When Can We Expect the Unexpected? Predicting Educational Attainment When it Differs from Previous Expectations


  • This study was supported by a grant from the National Institute on Drug Abuse (DA01411) and was conducted as part of the Center for the Analysis for Pathways from Childhood to Adulthood, which is funded by a grant from the National Science Foundation (#0322356). The authors appreciate the technical and editorial assistance of Virginia Laetz and Kathryn Johnson.

*Correspondence concerning this article should be addressed to Emily Messersmith, Center for Developmental Science, University of North Carolina, 100 East Franklin St., CB 8115, Chapel Hill, NC 27599 [e-mail: emessers@email.unc.edu].

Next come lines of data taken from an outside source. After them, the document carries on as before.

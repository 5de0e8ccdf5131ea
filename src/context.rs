//! Router Context
//!
//! Session router shared via Leptos Context API. The current page and the
//! login modal flags are mirrored into signals so views re-render on change.

use leptos::prelude::*;
use serde::de::DeserializeOwned;
use serde::Serialize;

use crate::history::BrowserHistory;
use crate::route::Page;
use crate::router::{LoginModals, SessionRouter};
use crate::session::{BrowserStorage, Role};

type AppRouter = SessionRouter<BrowserStorage, BrowserHistory>;

/// App-wide routing handle provided via context
#[derive(Clone, Copy)]
pub struct RouterContext {
    router: StoredValue<AppRouter>,
    /// Page being shown - read
    pub page: ReadSignal<Page>,
    /// Page being shown - write
    set_page: WriteSignal<Page>,
    /// Login modal flags - read
    pub modals: ReadSignal<LoginModals>,
    /// Login modal flags - write
    set_modals: WriteSignal<LoginModals>,
}

impl RouterContext {
    /// Start routing from the current URL
    pub fn new() -> Self {
        let router = SessionRouter::start(BrowserStorage, BrowserHistory);
        let (page, set_page) = signal(router.page());
        let (modals, set_modals) = signal(router.modals());
        log::info!("starting on {}", router.page().name());
        Self {
            router: StoredValue::new(router),
            page,
            set_page,
            modals,
            set_modals,
        }
    }

    /// Run a router operation, then publish the resulting page and modals
    fn apply<U>(&self, op: impl FnOnce(&mut AppRouter) -> U) -> Option<U> {
        let (out, page, modals) = self.router.try_update_value(|router| {
            let out = op(router);
            (out, router.page(), router.modals())
        })?;
        if self.page.get_untracked() != page {
            self.set_page.set(page);
        }
        if self.modals.get_untracked() != modals {
            self.set_modals.set(modals);
        }
        Some(out)
    }

    pub fn navigate(&self, page: Page) {
        self.apply(|router| router.navigate(page));
    }

    /// Back/forward: re-derive the page from the URL through the session gate
    pub fn handle_popstate(&self) {
        self.apply(|router| router.sync_with_location());
    }

    pub fn set_hash(&self, hash: &str) {
        self.apply(|router| router.set_hash(hash));
    }

    pub fn open_login(&self, role: Role) {
        self.apply(|router| router.open_login(role));
    }

    pub fn close_login(&self, role: Role) {
        self.apply(|router| router.close_login(role));
    }

    /// Close one login modal and open another
    pub fn switch_login(&self, from: Role, to: Role) {
        self.apply(|router| {
            router.close_login(from);
            router.open_login(to);
        });
    }

    pub fn logout(&self) {
        self.apply(|router| router.logout());
    }

    pub fn sign_in<T: Serialize>(&self, role: Role, record: &T, remember: bool) {
        self.apply(|router| router.sign_in(role, record, remember));
    }

    pub fn update_session<T: Serialize>(&self, role: Role, record: &T) {
        self.apply(|router| router.update_session(role, record));
    }

    pub fn restore_session<T: DeserializeOwned>(&self, role: Role) -> Option<T> {
        self.apply(|router| router.restore_session(role)).flatten()
    }

    pub fn end_session(&self, role: Role) {
        self.apply(|router| router.end_session(role));
    }
}

/// Get the router context
pub fn use_router() -> RouterContext {
    use_context::<RouterContext>().expect("RouterContext should be provided")
}
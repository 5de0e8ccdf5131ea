//! Administrator profile

use reqwest::Method;

use super::{get_json, send_json, ApiResult};
use crate::models::{Admin, PersonForm};

pub async fn get_admin(admin_id: u32) -> ApiResult<Admin> {
    get_json(&format!("admins/{}", admin_id)).await
}

pub async fn update_admin(admin_id: u32, form: &PersonForm) -> ApiResult<()> {
    send_json(Method::PUT, &format!("admins/{}", admin_id), &form.for_update()).await
}
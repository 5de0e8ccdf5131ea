//! Patient Dashboard Component
//!
//! Sidebar layout whose active section follows the URL fragment.

use leptos::ev;
use leptos::prelude::*;
use leptos::task::spawn_local;

use crate::api;
use crate::components::{
    Booking, MyAppointments, PatientFeedback, PatientHome, PatientReminders, ProfileSettings,
};
use crate::config::CLINIC_NAME;
use crate::context::use_router;
use crate::history::{BrowserHistory, History};
use crate::models::{MedicalService, PatientSession, Person, PersonForm};
use crate::route::PatientSection;
use crate::session::Role;

fn section_icon(section: PatientSection) -> &'static str {
    match section {
        PatientSection::Home => "🏠",
        PatientSection::Book => "📅",
        PatientSection::Appointments => "📋",
        PatientSection::Feedback => "⭐",
        PatientSection::Reminders => "🔔",
        PatientSection::Settings => "⚙️",
    }
}

fn section_from_url() -> PatientSection {
    PatientSection::from_hash(&BrowserHistory.location().hash)
}

#[component]
pub fn PatientDashboard() -> impl IntoView {
    let router = use_router();
    let Some(patient) = router.restore_session::<PatientSession>(Role::Patient) else {
        return ().into_any();
    };
    let patient = RwSignal::new(patient);
    let patient_id = patient.with_untracked(|p| p.patient_id);

    let section = RwSignal::new(section_from_url());
    let hash_listener = window_event_listener(ev::hashchange, move |_| section.set(section_from_url()));
    on_cleanup(move || hash_listener.remove());

    let show = Callback::new(move |target: PatientSection| {
        section.set(target);
        router.set_hash(target.hash());
    });

    let services = RwSignal::new(Vec::<MedicalService>::new());
    spawn_local(async move {
        match api::list_services().await {
            Ok(list) => services.set(list),
            Err(err) => log::error!("failed to load services: {}", err),
        }
    });

    let nav_button = move |target: PatientSection| {
        view! {
            <button
                class={move || if section.get() == target { "nav-item active" } else { "nav-item" }}
                on:click=move |_| show.run(target)
            >
                <span class="nav-item-icon">{section_icon(target)}</span>
                {target.label()}
            </button>
        }
    };

    let content = move || match section.get() {
        PatientSection::Home => view! { <PatientHome patient=patient services=services on_section=show /> }.into_any(),
        PatientSection::Book => view! { <Booking patient_id=patient_id services=services /> }.into_any(),
        PatientSection::Appointments => view! { <MyAppointments patient_id=patient_id services=services /> }.into_any(),
        PatientSection::Feedback => view! { <PatientFeedback patient_id=patient_id /> }.into_any(),
        PatientSection::Reminders => view! { <PatientReminders patient_id=patient_id /> }.into_any(),
        PatientSection::Settings => view! {
            <ProfileSettings
                role=Role::Patient
                on_saved=Callback::new(move |form: PersonForm| patient.update(|p| p.apply_form(&form)))
            />
        }
        .into_any(),
    };

    view! {
        <div class="dashboard-container">
            <header class="dashboard-header">
                <div class="header-left">
                    <div class="clinic-logo">"🏥"</div>
                    <h1>{CLINIC_NAME}</h1>
                </div>
                <button class="logout-btn" on:click=move |_| router.end_session(Role::Patient)>
                    <span>"🚪"</span>
                    "LOG-OUT"
                </button>
            </header>
            <div class="dashboard-content">
                <aside class="sidebar">
                    <div class="sidebar-header"><h3>"Main Menu"</h3></div>
                    <nav class="sidebar-nav">
                        {PatientSection::MENU.into_iter().map(nav_button).collect_view()}
                    </nav>
                    <div class="sidebar-separator"></div>
                    <div class="sidebar-footer">
                        <h4>"Others"</h4>
                        {nav_button(PatientSection::Settings)}
                    </div>
                </aside>
                <main class="main-content">{content}</main>
            </div>
        </div>
    }
    .into_any()
}
//! Admin Dashboard Component
//!
//! Same layout as the staff dashboard, with service and staff management
//! in place of messages.

use leptos::prelude::*;
use leptos::task::spawn_local;
use reactive_stores::Store;

use crate::components::{
    AppointmentManagement, ClinicOverview, FeedbackManagement, PatientRecords, ProfileSettings,
    ServiceManagement, StaffManagement, WorkSidebar,
};
use crate::config::CLINIC_NAME;
use crate::context::use_router;
use crate::models::{AdminSession, Person};
use crate::route::WorkSection;
use crate::session::Role;
use crate::store::{load_clinic_data, ClinicState, ClinicStore};

#[component]
pub fn AdminDashboard() -> impl IntoView {
    let router = use_router();
    let Some(admin) = router.restore_session::<AdminSession>(Role::Admin) else {
        return ().into_any();
    };
    let greeting = format!("Welcome, {}!", admin.full_name());

    let store: ClinicStore = Store::new(ClinicState::default());
    provide_context(store);
    spawn_local(load_clinic_data(store));

    let section = RwSignal::new(WorkSection::Dashboard);

    let content = move || match section.get() {
        WorkSection::Services => view! { <ServiceManagement /> }.into_any(),
        WorkSection::Staff => view! { <StaffManagement /> }.into_any(),
        WorkSection::Appointments => view! { <AppointmentManagement /> }.into_any(),
        WorkSection::Feedback => view! { <FeedbackManagement /> }.into_any(),
        WorkSection::Records => view! { <PatientRecords /> }.into_any(),
        WorkSection::Settings => view! { <ProfileSettings role=Role::Admin /> }.into_any(),
        _ => view! { <ClinicOverview greeting=greeting.clone() role_label="Administrator" /> }.into_any(),
    };

    view! {
        <div class="admin-dashboard-container">
            <header class="dashboard-header">
                <div class="header-left">
                    <div class="clinic-logo">"🏥"</div>
                    <h1>{format!("{} Admin", CLINIC_NAME)}</h1>
                </div>
                <button class="logout-btn" on:click=move |_| router.end_session(Role::Admin)>
                    "LOG-OUT"
                </button>
            </header>
            <div class="dashboard-content">
                <WorkSidebar menu=&WorkSection::ADMIN_MENU section=section />
                <main class="admin-main-content">{content}</main>
            </div>
        </div>
    }
    .into_any()
}
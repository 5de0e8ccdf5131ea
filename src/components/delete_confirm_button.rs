//! Delete Confirm Button Component
//!
//! Inline two-step delete: the first click asks, the second confirms.

use leptos::prelude::*;

/// Inline delete confirmation button
///
/// Shows `label` initially. When clicked, shows `prompt` with Yes/No buttons.
///
/// # Arguments
/// * `label` - Text of the initial button (e.g. "Delete" or "Cancel Appointment")
/// * `prompt` - Question shown while waiting for confirmation
/// * `on_confirm` - Callback to execute when the user confirms
#[component]
pub fn DeleteConfirmButton(
    #[prop(into, default = "Delete".to_string())] label: String,
    #[prop(into, default = "Are you sure?".to_string())] prompt: String,
    #[prop(into, optional)] disabled: Signal<bool>,
    #[prop(into)] on_confirm: Callback<()>,
) -> impl IntoView {
    let (confirming, set_confirming) = signal(false);

    view! {
        <Show when=move || !confirming.get()>
            <button
                class="btn btn-danger"
                disabled=move || disabled.get()
                on:click=move |ev| {
                    ev.stop_propagation();
                    set_confirming.set(true);
                }
            >
                {label.clone()}
            </button>
        </Show>
        <Show when=move || confirming.get()>
            <span class="delete-confirm">
                <span class="delete-confirm-text">{prompt.clone()}</span>
                <button
                    class="confirm-btn"
                    on:click=move |ev| {
                        ev.stop_propagation();
                        set_confirming.set(false);
                        on_confirm.run(());
                    }
                >
                    "Yes"
                </button>
                <button
                    class="cancel-btn"
                    on:click=move |ev| {
                        ev.stop_propagation();
                        set_confirming.set(false);
                    }
                >
                    "No"
                </button>
            </span>
        </Show>
    }
}
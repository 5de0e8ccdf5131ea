//! Session Storage
//!
//! Role-keyed session records persisted in client-side storage.
//! A role counts as signed in when its key holds any value; nothing is
//! validated beyond that.

use serde::de::DeserializeOwned;
use serde::Serialize;
use thiserror::Error;

/// The three kinds of account that can sign in
#[derive(Debug, Clone, Copy, PartialEq, Eq, Hash)]
pub enum Role {
    Patient,
    Staff,
    Admin,
}

impl Role {
    pub const ALL: [Role; 3] = [Role::Patient, Role::Staff, Role::Admin];

    /// Storage key holding the serialized session record
    pub fn session_key(self) -> &'static str {
        match self {
            Role::Patient => "patient",
            Role::Staff => "staff",
            Role::Admin => "admin",
        }
    }

    /// Storage key holding the remember-me marker
    pub fn remember_key(self) -> &'static str {
        match self {
            Role::Patient => "rememberMe",
            Role::Staff => "rememberMeStaff",
            Role::Admin => "rememberMeAdmin",
        }
    }

    pub fn label(self) -> &'static str {
        match self {
            Role::Patient => "Patient",
            Role::Staff => "Staff",
            Role::Admin => "Admin",
        }
    }
}

#[derive(Debug, Error)]
pub enum SessionError {
    #[error("stored {role} session is not valid: {source}")]
    Malformed {
        role: &'static str,
        #[source]
        source: serde_json::Error,
    },
    #[error("failed to serialize session record: {0}")]
    Serialize(#[source] serde_json::Error),
    #[error("client storage is unavailable")]
    Unavailable,
}

/// Key-value storage for session records.
///
/// Implementors only provide raw string access; the role-level operations
/// are shared.
pub trait SessionStore {
    fn get_item(&self, key: &str) -> Option<String>;
    fn set_item(&self, key: &str, value: &str) -> Result<(), SessionError>;
    fn remove_item(&self, key: &str);

    /// Raw stored session for a role
    fn get(&self, role: Role) -> Option<String> {
        self.get_item(role.session_key())
    }

    fn is_authenticated(&self, role: Role) -> bool {
        self.get(role).is_some()
    }

    fn set<T: Serialize>(&self, role: Role, record: &T) -> Result<(), SessionError> {
        let json = serde_json::to_string(record).map_err(SessionError::Serialize)?;
        self.set_item(role.session_key(), &json)
    }

    /// Remove the session record and the remember-me marker
    fn clear(&self, role: Role) {
        self.remove_item(role.session_key());
        self.remove_item(role.remember_key());
    }

    fn set_remember(&self, role: Role, remember: bool) -> Result<(), SessionError> {
        if remember {
            self.set_item(role.remember_key(), "true")
        } else {
            self.remove_item(role.remember_key());
            Ok(())
        }
    }

    fn remembered(&self, role: Role) -> bool {
        self.get_item(role.remember_key()).is_some()
    }

    /// Parse the stored session for a role.
    /// `Ok(None)` when nothing is stored.
    fn load<T: DeserializeOwned>(&self, role: Role) -> Result<Option<T>, SessionError> {
        match self.get(role) {
            None => Ok(None),
            Some(raw) => serde_json::from_str(&raw)
                .map(Some)
                .map_err(|source| SessionError::Malformed {
                    role: role.session_key(),
                    source,
                }),
        }
    }
}

/// `window.localStorage`
#[derive(Debug, Clone, Copy, Default)]
pub struct BrowserStorage;

impl BrowserStorage {
    fn storage() -> Option<web_sys::Storage> {
        web_sys::window()?.local_storage().ok().flatten()
    }
}

impl SessionStore for BrowserStorage {
    fn get_item(&self, key: &str) -> Option<String> {
        Self::storage()?.get_item(key).ok().flatten()
    }

    fn set_item(&self, key: &str, value: &str) -> Result<(), SessionError> {
        let storage = Self::storage().ok_or(SessionError::Unavailable)?;
        storage
            .set_item(key, value)
            .map_err(|_| SessionError::Unavailable)
    }

    fn remove_item(&self, key: &str) {
        if let Some(storage) = Self::storage() {
            let _ = storage.remove_item(key);
        }
    }
}

/// In-memory store for tests
#[cfg(test)]
#[derive(Debug, Default)]
pub struct MemoryStore {
    items: std::cell::RefCell<std::collections::HashMap<String, String>>,
}

#[cfg(test)]
impl MemoryStore {
    pub fn with(entries: &[(&str, &str)]) -> Self {
        let store = Self::default();
        for (key, value) in entries {
            store
                .items
                .borrow_mut()
                .insert(key.to_string(), value.to_string());
        }
        store
    }

    pub fn contains(&self, key: &str) -> bool {
        self.items.borrow().contains_key(key)
    }
}

#[cfg(test)]
impl SessionStore for MemoryStore {
    fn get_item(&self, key: &str) -> Option<String> {
        self.items.borrow().get(key).cloned()
    }

    fn set_item(&self, key: &str, value: &str) -> Result<(), SessionError> {
        self.items
            .borrow_mut()
            .insert(key.to_string(), value.to_string());
        Ok(())
    }

    fn remove_item(&self, key: &str) {
        self.items.borrow_mut().remove(key);
    }
}

#[cfg(test)]
mod tests {
    use super::*;
    use crate::models::StaffSession;
    use pretty_assertions::assert_eq;

    #[test]
    fn test_keys_per_role() {
        let keys: Vec<_> = Role::ALL
            .iter()
            .map(|r| (r.session_key(), r.remember_key()))
            .collect();
        assert_eq!(
            keys,
            vec![
                ("patient", "rememberMe"),
                ("staff", "rememberMeStaff"),
                ("admin", "rememberMeAdmin"),
            ]
        );
    }

    #[test]
    fn test_presence_is_authentication() {
        // Any stored value counts, even one that will not parse
        let store = MemoryStore::with(&[("admin", "not json")]);
        assert!(store.is_authenticated(Role::Admin));
        assert!(!store.is_authenticated(Role::Patient));
        assert!(!store.is_authenticated(Role::Staff));
    }

    #[test]
    fn test_set_and_load_round_trip() {
        let store = MemoryStore::default();
        let staff = StaffSession {
            staff_id: 7,
            first_name: "Ana".into(),
            last_name: "Reyes".into(),
            email: "ana@clinic.test".into(),
            role: Some("Nurse".into()),
            ..Default::default()
        };
        store.set(Role::Staff, &staff).unwrap();
        let loaded: Option<StaffSession> = store.load(Role::Staff).unwrap();
        assert_eq!(loaded, Some(staff));
    }

    #[test]
    fn test_load_absent_is_none() {
        let store = MemoryStore::default();
        let loaded: Option<StaffSession> = store.load(Role::Staff).unwrap();
        assert!(loaded.is_none());
    }

    #[test]
    fn test_load_malformed_is_error() {
        let store = MemoryStore::with(&[("staff", "{broken")]);
        let err = store.load::<StaffSession>(Role::Staff).unwrap_err();
        assert!(matches!(err, SessionError::Malformed { role: "staff", .. }));
    }

    #[test]
    fn test_clear_removes_session_and_remember_flag() {
        let store = MemoryStore::with(&[
            ("patient", "{}"),
            ("rememberMe", "true"),
            ("staff", "{}"),
        ]);
        store.clear(Role::Patient);
        assert!(!store.contains("patient"));
        assert!(!store.contains("rememberMe"));
        assert!(store.contains("staff"));
    }

    #[test]
    fn test_remember_flag() {
        let store = MemoryStore::default();
        store.set_remember(Role::Admin, true).unwrap();
        assert_eq!(store.get_item("rememberMeAdmin").as_deref(), Some("true"));
        assert!(store.remembered(Role::Admin));
        store.set_remember(Role::Admin, false).unwrap();
        assert!(!store.remembered(Role::Admin));
    }
}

Individuals' expectations are strong predictors of their behaviors; educational expectations predict enrollment in postsecondary education. Yet in many cases, a youth's previous educational expectations are not met or are exceeded. This study examines correlates of educational expectations and unexpected educational attainment using longitudinal data from Monitoring the Future, a U.S. national study. Demographic characteristics, educational experiences in high school, and other risk and protective factors were related to expectations for educational attainment during high school. Logistic regressions indicated that high school curriculum, average grades, educational aspirations, and parents' educational level were particularly strong indicators of youth not meeting their expectation to graduate from a 4-year college, or graduating from college despite expecting not to graduate by age 25/26. We discuss the implications of unexpected pathways in terms of discontinuity during transitions and consider the implications for improved educational and career counseling during high school.